12 min read
Dillon Browne

Zero-Downtime Database Migrations at Scale

A battle-tested playbook for executing database migrations on high-traffic production systems without downtime, featuring real-world patterns and automation.

Database Migration DevOps Zero Downtime PostgreSQL Cloud Architecture Automation Site Reliability Infrastructure as Code
Zero-Downtime Database Migrations at Scale

Database migrations are where DevOps theory meets harsh reality. You can have perfect CI/CD pipelines, immutable infrastructure, and blue-green deployments for your application layer—but when it’s time to migrate a production database serving millions of requests per second, all that elegance disappears. One wrong move and you’re looking at hours of downtime, data loss, or worse: silent data corruption that surfaces weeks later.

I’ve led database migrations ranging from simple schema changes on modest PostgreSQL instances to multi-petabyte data platform migrations across cloud providers.
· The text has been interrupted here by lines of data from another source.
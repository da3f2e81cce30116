use clap::{Parser, Subcommand};
use git_revcache::commands::*;
use git_revcache::core::{
    error::{RevCacheError, Result},
    print_error,
};
use std::env;

#[derive(Parser)]
#[command(name = "git-revcache")]
#[command(about = "Persistent per-revision file status cache for git repositories")]
#[command(version)]
struct Cli {
    /// Enable debug logging
    #[arg(long, global = true)]
    debug: bool,

    #[command(subcommand)]
    command: Commands,
}

#[derive(Subcommand)]
enum Commands {
    /// Walk the history from HEAD and save the revision cache
    Build {
        /// Maximum number of revisions to visit
        #[arg(long)]
        limit: Option<usize>,
    },
    /// Show cache statistics, or the files of one cached revision
    Info {
        /// Revision sha (or unique prefix) to show
        revision: Option<String>,
    },
    /// Remove the revision cache of the current repository
    Clear,
    /// Show or update the configuration
    Config {
        /// zlib compression level used when saving (0-9)
        #[arg(long)]
        compression_level: Option<u32>,
        /// Maximum revisions visited by build (0 for unlimited)
        #[arg(long)]
        walk_limit: Option<usize>,
    },
}

fn main() -> Result<()> {
    let cli = Cli::parse();

    // Configure logging based on --debug flag
    if cli.debug {
        env::set_var("RUST_LOG", "debug");
    } else if env::var_os("RUST_LOG").is_none() {
        env::set_var("RUST_LOG", "info");
    }
    env_logger::init();

    let result = match cli.command {
        Commands::Build { limit } => execute_build(limit),
        Commands::Info { revision } => execute_info(revision),
        Commands::Clear => execute_clear(),
        Commands::Config {
            compression_level,
            walk_limit,
        } => execute_config(compression_level, walk_limit),
    };

    if let Err(e) = result {
        if let RevCacheError::NotInGitRepo = e {
            print_error("Not in a git repository");
        } else {
            print_error(&e.to_string());
        }
        std::process::exit(1);
    }

    Ok(())
}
Each one taught me something new about what works, what fails spectacularly, and what “zero-downtime” actually means in production.

The Real Cost of Downtime

Before diving into patterns, let’s talk about why this matters. In my experience working with e-commerce, fintech, and SaaS platforms, I’ve seen the real costs:

  • Revenue loss: For a mid-sized e-commerce platform doing $50M/year, every hour of downtime costs roughly $5,700 in lost sales
  • Customer trust: Users who encounter errors during checkout have a 60%+ abandonment rate and may never return
  • SLA penalties: Enterprise contracts often include financial penalties for downtime exceeding agreed thresholds
  • Team burnout: Emergency migrations that go sideways mean 3 AM war rooms and exhausted engineers

The stakes are high enough that “we’ll just do it during a maintenance window” isn’t acceptable for most modern systems.
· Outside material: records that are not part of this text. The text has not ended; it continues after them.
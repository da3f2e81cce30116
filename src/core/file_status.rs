//! Type-safe per-file change status.
//!
//! This module defines [`FileStatus`], the flag stored for every file of a
//! revision's file-status record. On disk each flag is a single character,
//! so a record's flags form one short string.
//!
//! # Public API
//! - [`FileStatus`]: Enumeration of the change kinds a revision can apply to a file
//!
//! # Key Features
//! - **git2 integration**: Direct conversion from `git2::Delta`
//! - **Compact encoding**: One character per flag for the cache file
//! - **Display formatting**: Consistent representation for CLI output

use std::fmt;

#[derive(Debug, Clone, Copy, PartialEq, Eq, PartialOrd, Ord, Hash)]
pub enum FileStatus {
    /// Modified file (M)
    Modified,
    /// Deleted file (D)
    Deleted,
    /// New file (A)
    New,
    /// Renamed file (R)
    Renamed,
    /// Copied file (C)
    Copied,
    /// Anything git reports that has no dedicated flag (?)
    Unknown,
}

impl FileStatus {
    /// Convert from a git2 diff delta
    pub fn from_delta(delta: git2::Delta) -> FileStatus {
        match delta {
            git2::Delta::Added => FileStatus::New,
            git2::Delta::Deleted => FileStatus::Deleted,
            git2::Delta::Modified | git2::Delta::Typechange => FileStatus::Modified,
            git2::Delta::Renamed => FileStatus::Renamed,
            git2::Delta::Copied => FileStatus::Copied,
            _ => FileStatus::Unknown,
        }
    }

    /// Character written to the cache file
    pub fn as_char(&self) -> char {
        match self {
            FileStatus::Modified => 'M',
            FileStatus::Deleted => 'D',
            FileStatus::New => 'A',
            FileStatus::Renamed => 'R',
            FileStatus::Copied => 'C',
            FileStatus::Unknown => '?',
        }
    }

    /// Parse a flag character; unknown characters are rejected so corrupted
    /// records are never silently accepted
    pub fn from_char(c: char) -> Option<FileStatus> {
        match c {
            'M' => Some(FileStatus::Modified),
            'D' => Some(FileStatus::Deleted),
            'A' => Some(FileStatus::New),
            'R' => Some(FileStatus::Renamed),
            'C' => Some(FileStatus::Copied),
            '?' => Some(FileStatus::Unknown),
            _ => None,
        }
    }

    /// Get human-readable description for status
    pub fn description(&self) -> &'static str {
        match self {
            FileStatus::Modified => "modified",
            FileStatus::Deleted => "deleted",
            FileStatus::New => "new",
            FileStatus::Renamed => "renamed",
            FileStatus::Copied => "copied",
            FileStatus::Unknown => "unknown",
        }
    }
}

impl fmt::Display for FileStatus {
    fn fmt(&self, f: &mut fmt::Formatter<'_>) -> fmt::Result {
        write!(f, "{}", self.as_char())
    }
}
The Expand-Contract Pattern: Your Foundation

The expand-contract pattern is the cornerstone of zero-downtime database migrations. I’ve used this pattern successfully on databases ranging from 100GB to 50TB+, and it works because it separates concerns into distinct, reversible phases.
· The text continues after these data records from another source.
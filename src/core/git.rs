//! Git repository access and history walking.
//!
//! This module provides [`GitRepo`], a thin wrapper over `git2` that produces
//! the per-revision file-status index the cache persists.
//!
//! # Public API
//! - [`GitRepo`]: Repository discovery, metadata, and history walking
//! - [`WalkStats`]: Counts of computed and reused revisions after a walk
//!
//! # Key Features
//! - **Seeded walks**: Revisions already present in a loaded cache are reused
//! - **Merge handling**: One record per merge parent, plus an in-memory
//!   aggregate over all parents
//! - **Cancellation**: The walk checks a [`CancelToken`] once per revision

use crate::core::{
    cancel::CancelToken,
    error::{RevCacheError, Result},
    file_status::FileStatus,
    record::{CacheContents, FileStatusRecord, MergeParent, PathTable},
    revision::RevisionKey,
};
use git2::{Delta, DiffFindOptions, Repository, Sort, Tree};
use std::collections::HashSet;
use std::path::{Path, PathBuf};

pub struct GitRepo {
    repo: Repository,
}

#[derive(Debug, Clone, Copy, Default, PartialEq, Eq)]
pub struct WalkStats {
    /// Revisions whose status was derived from the repository
    pub computed: usize,
    /// Revisions taken from the seed
    pub reused: usize,
}

impl GitRepo {
    pub fn open<P: AsRef<Path>>(path: P) -> Result<Self> {
        let repo = Repository::discover(path)?;
        Ok(GitRepo { repo })
    }

    /// The `.git` directory, where the cache file lives
    pub fn git_dir(&self) -> PathBuf {
        self.repo.path().to_path_buf()
    }

    pub fn get_current_branch(&self) -> Result<String> {
        let head = self.repo.head()?;

        if let Some(branch_name) = head.shorthand() {
            if head.is_branch() {
                return Ok(branch_name.to_string());
            }
            if let Some(oid) = head.target() {
                // Detached HEAD
                return Ok(format!("detached at {}", &oid.to_string()[..7]));
            }
        }
        Ok("-none-".to_string())
    }

    /// Walk the history reachable from HEAD and fill in file-status records.
    ///
    /// `seed` is typically the result of loading the cache: its records are
    /// kept as they are and its tables keep growing, so seeded indices stay
    /// valid. At most `limit` revisions are visited.
    pub fn walk_history(
        &self,
        seed: CacheContents,
        cancel: &CancelToken,
        limit: Option<usize>,
    ) -> Result<(CacheContents, WalkStats)> {
        let mut contents = seed;
        let mut stats = WalkStats::default();

        let head = match self.repo.head().ok().and_then(|head| head.target()) {
            Some(oid) => oid,
            None => {
                log::debug!("Repository has no commits, nothing to walk");
                return Ok((contents, stats));
            }
        };

        let mut revwalk = self.repo.revwalk()?;
        revwalk.set_sorting(Sort::TOPOLOGICAL | Sort::TIME)?;
        revwalk.push(head)?;

        for (visited, oid) in revwalk.enumerate() {
            if limit.is_some_and(|limit| visited >= limit) {
                log::debug!("Walk limit of {visited} revisions reached");
                break;
            }
            cancel.check()?;

            let oid = oid?;
            let key = RevisionKey::from(oid);
            if contents.revisions.contains_key(&key) {
                stats.reused += 1;
                continue;
            }

            let commit = self.repo.find_commit(oid)?;
            let tree = commit.tree()?;
            let parents = commit.parent_count();

            if parents <= 1 {
                let parent_tree = match parents {
                    0 => None,
                    _ => Some(commit.parent(0)?.tree()?),
                };
                let record = self.diff_record(
                    parent_tree.as_ref(),
                    &tree,
                    MergeParent::NotMerge,
                    &mut contents.dirs,
                    &mut contents.files,
                )?;
                contents.revisions.insert(key, record);
            } else {
                // every parent's diff interns into the shared tables: the
                // aggregate indexes them, so they are saved even when no
                // persisted record refers to them
                let mut aggregate = FileStatusRecord::new(MergeParent::NotMerge);
                let mut seen = HashSet::new();
                for idx in 0..parents {
                    let parent_tree = commit.parent(idx)?.tree()?;
                    let record = self.diff_record(
                        Some(&parent_tree),
                        &tree,
                        MergeParent::Parent(idx as u32),
                        &mut contents.dirs,
                        &mut contents.files,
                    )?;
                    for ((&dir, &name), &status) in
                        record.dirs.iter().zip(&record.names).zip(&record.status)
                    {
                        if seen.insert((dir, name)) {
                            aggregate.push(dir, name, status);
                        }
                    }
                    // the per-revision entry is relative to the first parent
                    if idx == 0 {
                        contents.revisions.insert(key.clone(), record);
                    }
                }
                contents
                    .revisions
                    .insert(RevisionKey::merge_aggregate(key.as_str()), aggregate);
            }
            stats.computed += 1;
        }

        log::debug!(
            "Walk finished: {} computed, {} reused",
            stats.computed,
            stats.reused
        );
        Ok((contents, stats))
    }

    fn diff_record(
        &self,
        old_tree: Option<&Tree<'_>>,
        new_tree: &Tree<'_>,
        merge_parent: MergeParent,
        dirs: &mut PathTable,
        files: &mut PathTable,
    ) -> Result<FileStatusRecord> {
        let mut diff = self
            .repo
            .diff_tree_to_tree(old_tree, Some(new_tree), None)?;
        let mut find_opts = DiffFindOptions::new();
        find_opts.renames(true).copies(true);
        diff.find_similar(Some(&mut find_opts))?;

        let mut record = FileStatusRecord::new(merge_parent);
        for delta in diff.deltas() {
            let file = match delta.status() {
                Delta::Deleted => delta.old_file(),
                _ => delta.new_file(),
            };
            let path = file
                .path()
                .and_then(Path::to_str)
                .ok_or(RevCacheError::InvalidUtf8Path)?;
            let (dir, name) = split_path(path);
            record.push(
                dirs.intern(dir),
                files.intern(name),
                FileStatus::from_delta(delta.status()),
            );
        }
        Ok(record)
    }
}

/// Split a repository path into directory and file name
fn split_path(path: &str) -> (&str, &str) {
    path.rsplit_once('/').unwrap_or(("", path))
}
Phase 1: Expand (Additive Changes)

First, you make purely additive changes to the database schema. No deletions, no modifications—only additions.

-- Example: Renaming a column from 'user_name' to 'username'
-- Phase 1: Add the new column
ALTER TABLE users ADD COLUMN username VARCHAR(255);

-- Create a trigger to keep both columns in sync
CREATE OR REPLACE FUNCTION sync_username()
RETURNS TRIGGER AS $$
BEGIN
  IF NEW.username IS NULL AND NEW.user_name IS NOT NULL THEN
    NEW.username := NEW.user_name;
  END IF;
  IF NEW.user_name IS NULL AND NEW.username IS NOT NULL THEN
    NEW.user_name := NEW.username;
  END IF;
  RETURN NEW;
END;
$$ LANGUAGE plpgsql;

CREATE TRIGGER sync_username_trigger
BEFORE INSERT OR UPDATE ON users
FOR EACH ROW EXECUTE FUNCTION sync_username();

-- Backfill existing data (in batches to avoid locks)
-- This runs async, doesn't block the migration

At this point, your application still uses the old column (user_name), but the new column (username) exists and stays synchronized via triggers.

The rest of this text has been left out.